HDBSCAN is data-driven and does not use a search distance, but is a more time-consuming calculation than DBSCAN. The DBSCAN algorithm finds clusters in two-dimensional space by default. When setTimeMethod is called, DBSCAN will discover clusters in both space and time.

Parameters

cluster_method (str) – Choose from DBSCAN or HDBSCAN.

setMinPointsCluster(min_points_cluster)

This setter is used differently depending on the clustering method chosen. For DBSCAN, min_points_cluster specifies the number of points that must be found within a search range of a point for that point to start forming a cluster. The results may include clusters with fewer points than this value.

For HDBSCAN, min_points_cluster specifies the number of points neighboring each point (including the point itself) that will be considered when estimating density. This number is also the minimum cluster size allowed when extracting clusters.

Parameters

min_points_cluster (int) – Number of points.

setSearchDistance(search_distance, search_distance_unit)

Sets the search distance within which the number of points specified by setMinPointsCluster must be found (in addition to being within the search duration, if applicable) to form a cluster using the DBSCAN algorithm. No search distance is used by HDBSCAN.

Parameters
  • search_distance (float) – Distance within which min_points_cluster must be found to start forming a cluster. Results may include clusters with fewer points min_points_cluster.

  • search_distance_unit (str) – Choose from Meters, Kilometers, Feet, Miles, NauticalMiles, or Yards if the input DataFrame has a spatial reference. Otherwise use None if the input DataFrame has no spatial reference.

setSearchDuration(search_duration, search_duration_unit)

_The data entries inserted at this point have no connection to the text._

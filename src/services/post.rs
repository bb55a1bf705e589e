use crate::{
    error::{AppError, Result},
    models::post::{CreatePostRequest, PostRow, PostView, SavedPostRow, SavedPostView},
    services::{storage::FileStorage, Database},
};
use chrono::Utc;
use sqlx::types::Json;
use std::sync::Arc;
use tracing::{debug, info, warn};

const SELECT_POST: &str = r#"
    SELECT p.id, p.user_id, u.username, p.content, p.caption,
           p.image_urls, p.tagged_people, p.created_at,
           (SELECT COUNT(*) FROM likes l WHERE l.post_id = p.id) AS like_count,
           (SELECT COUNT(*) FROM comments c WHERE c.post_id = p.id) AS comment_count
    FROM posts p
    JOIN users u ON u.id = p.user_id
"#;

#[derive(Clone)]
pub struct PostService {
    db: Arc<Database>,
    storage: Arc<dyn FileStorage>,
}

impl PostService {
    pub async fn new(db: Arc<Database>, storage: Arc<dyn FileStorage>) -> Result<Self> {
        Ok(Self { db, storage })
    }

    /// Stores each image under `posts/{user_id}`; an image that cannot be
    /// stored is logged and left out rather than failing the post.
    pub async fn create_post(&self, user_id: i64, request: CreatePostRequest) -> Result<PostView> {
        debug!("Creating post for user {}", user_id);
        self.ensure_user(user_id).await?;

        let directory = format!("posts/{}", user_id);
        let mut image_urls = Vec::new();
        for image in request.images() {
            match self.storage.store(&image, &directory).await {
                Ok(path) => image_urls.push(path),
                Err(e) => warn!("Skipping {} image for user {}: {}", image.kind(), user_id, e),
            }
        }

        let tagged_people = request.tagged_usernames();

        let (post_id,): (i64,) = sqlx::query_as(
            r#"
            INSERT INTO posts (user_id, content, caption, image_urls, tagged_people, created_at)
            VALUES (?, ?, ?, ?, ?, ?)
            RETURNING id
            "#,
        )
        .bind(user_id)
        .bind(&request.content)
        .bind(&request.caption)
        .bind(Json(&image_urls))
        .bind(Json(&tagged_people))
        .bind(Utc::now())
        .fetch_one(self.db.pool())
        .await?;

        info!("User {} created post {} with {} images", user_id, post_id, image_urls.len());
        self.get_post(post_id).await
    }

    pub async fn get_post(&self, post_id: i64) -> Result<PostView> {
        let sql = format!("{} WHERE p.id = ?", SELECT_POST);
        let row: PostRow = sqlx::query_as(&sql)
            .bind(post_id)
            .fetch_optional(self.db.pool())
            .await?
            .ok_or_else(|| AppError::not_found("Post"))?;
        Ok(row.into())
    }

    /// 获取指定用户的帖子
    pub async fn get_user_posts(&self, username: &str) -> Result<Vec<PostView>> {
        let user: Option<(i64,)> = sqlx::query_as("SELECT id FROM users WHERE username = ?")
            .bind(username)
            .fetch_optional(self.db.pool())
            .await?;
        let (user_id,) = user.ok_or_else(|| AppError::NotFound(format!("User '{}' not found", username)))?;

        let sql = format!(
            "{} WHERE p.user_id = ? ORDER BY p.created_at DESC, p.id DESC",
            SELECT_POST
        );
        let rows: Vec<PostRow> = sqlx::query_as(&sql)
            .bind(user_id)
            .fetch_all(self.db.pool())
            .await?;
        Ok(rows.into_iter().map(PostView::from).collect())
    }

    pub async fn get_all_posts(&self) -> Result<Vec<PostView>> {
        let sql = format!("{} ORDER BY p.created_at DESC, p.id DESC", SELECT_POST);
        let rows: Vec<PostRow> = sqlx::query_as(&sql).fetch_all(self.db.pool()).await?;
        Ok(rows.into_iter().map(PostView::from).collect())
    }

    /// The feed is every post, newest first; the follow graph is not consulted.
    pub async fn get_news_feed(&self, user_id: i64) -> Result<Vec<PostView>> {
        debug!("Building news feed for user {}", user_id);
        self.ensure_user(user_id).await?;
        self.get_all_posts().await
    }

    /// Saving twice is a no-op.
    pub async fn save_post(&self, user_id: i64, post_id: i64) -> Result<()> {
        self.ensure_user(user_id).await?;
        self.ensure_post(post_id).await?;

        let result = sqlx::query(
            r#"
            INSERT INTO post_saves (user_id, post_id, saved_at)
            VALUES (?, ?, ?)
            ON CONFLICT (user_id, post_id) DO NOTHING
            "#,
        )
        .bind(user_id)
        .bind(post_id)
        .bind(Utc::now())
        .execute(self.db.pool())
        .await?;

        if result.rows_affected() > 0 {
            info!("User {} saved post {}", user_id, post_id);
        }
        Ok(())
    }

    pub async fn unsave_post(&self, user_id: i64, post_id: i64) -> Result<()> {
        self.ensure_post(post_id).await?;

        sqlx::query("DELETE FROM post_saves WHERE user_id = ? AND post_id = ?")
            .bind(user_id)
            .bind(post_id)
            .execute(self.db.pool())
            .await?;
        Ok(())
    }

    pub async fn is_post_saved(&self, user_id: i64, post_id: i64) -> Result<bool> {
        let row: Option<(i64,)> = sqlx::query_as("SELECT 1 FROM post_saves WHERE user_id = ? AND post_id = ?")
            .bind(user_id)
            .bind(post_id)
            .fetch_optional(self.db.pool())
            .await?;
        Ok(row.is_some())
    }

    pub async fn get_saved_posts(&self, user_id: i64) -> Result<Vec<SavedPostView>> {
        self.ensure_user(user_id).await?;

        let sql = format!(
            r#"
            SELECT post.*, s.saved_at
            FROM post_saves s
            JOIN ({}) post ON post.id = s.post_id
            WHERE s.user_id = ?
            ORDER BY s.saved_at DESC, s.id DESC
            "#,
            SELECT_POST
        );
        let rows: Vec<SavedPostRow> = sqlx::query_as(&sql)
            .bind(user_id)
            .fetch_all(self.db.pool())
            .await?;

        Ok(rows
            .into_iter()
            .map(|row| SavedPostView {
                post: row.post.into(),
                saved_at: row.saved_at,
            })
            .collect())
    }

    async fn ensure_user(&self, user_id: i64) -> Result<()> {
        let row: Option<(i64,)> = sqlx::query_as("SELECT id FROM users WHERE id = ?")
            .bind(user_id)
            .fetch_optional(self.db.pool())
            .await?;
        row.map(|_| ()).ok_or_else(|| AppError::not_found("User"))
    }

    async fn ensure_post(&self, post_id: i64) -> Result<()> {
        let row: Option<(i64,)> = sqlx::query_as("SELECT id FROM posts WHERE id = ?")
            .bind(post_id)
            .fetch_optional(self.db.pool())
            .await?;
        row.map(|_| ()).ok_or_else(|| AppError::not_found("Post"))
    }
}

Sets the search duration within which the number of points specified by setMinPointsCluster must be found (in addition to being within the search distance) to form a cluster using the DBSCAN algorithm.

Warning

The input DataFrame must have a datetime column to use this setter.

Note

This method is not used by HDBSCAN.

Parameters
  • search_duration (int) – Duration within which min_points_cluster must be found to start forming a cluster. Results may include clusters with fewer points than min_points_cluster.

  • search_duration_unit (str) – Choose from Milliseconds, Seconds, Minutes, Hours, Days, Weeks, Months, or Years.

Find Similar Locations

class geoanalytics.tools.FindSimilarLocations

Measures the similarity of candidate locations to one or more reference locations.

This tool requires two DataFrames, one containing the reference locations and one containing candidate locations. Using specified fields representing the criteria to match, the tool will rank all of the candidate locations by how closely they match the reference locations.

Refer to the GeoAnalytics Engine guide for examples and usage notes: Find Similar Locations

run(reference_dataframe, search_dataframe)

Runs the FindSimilarLocations tool using the provided DataFrames.

Parameters
  • reference_dataframe (DataFrame) – A DataFrame containing one or more reference rows with attributes.

  • search_dataframe (DataFrame) – A DataFrame containing candidate locations that will be evaluated for similarity to the reference rows.

Returns

The similarity statistics with appended fields.

Return type

DataFrame

setAnalysisFields(*analysis_fields)

Sets the fields that will be used to determine similarity. They must be numeric fields, and the fields must exist on both input DataFrames. Depending on the match method selected, the tool will find rows that are most similar based on values or profiles of the fields.

Parameters

analysis_fields (*str) – The names of one or more fields from the input DataFrames.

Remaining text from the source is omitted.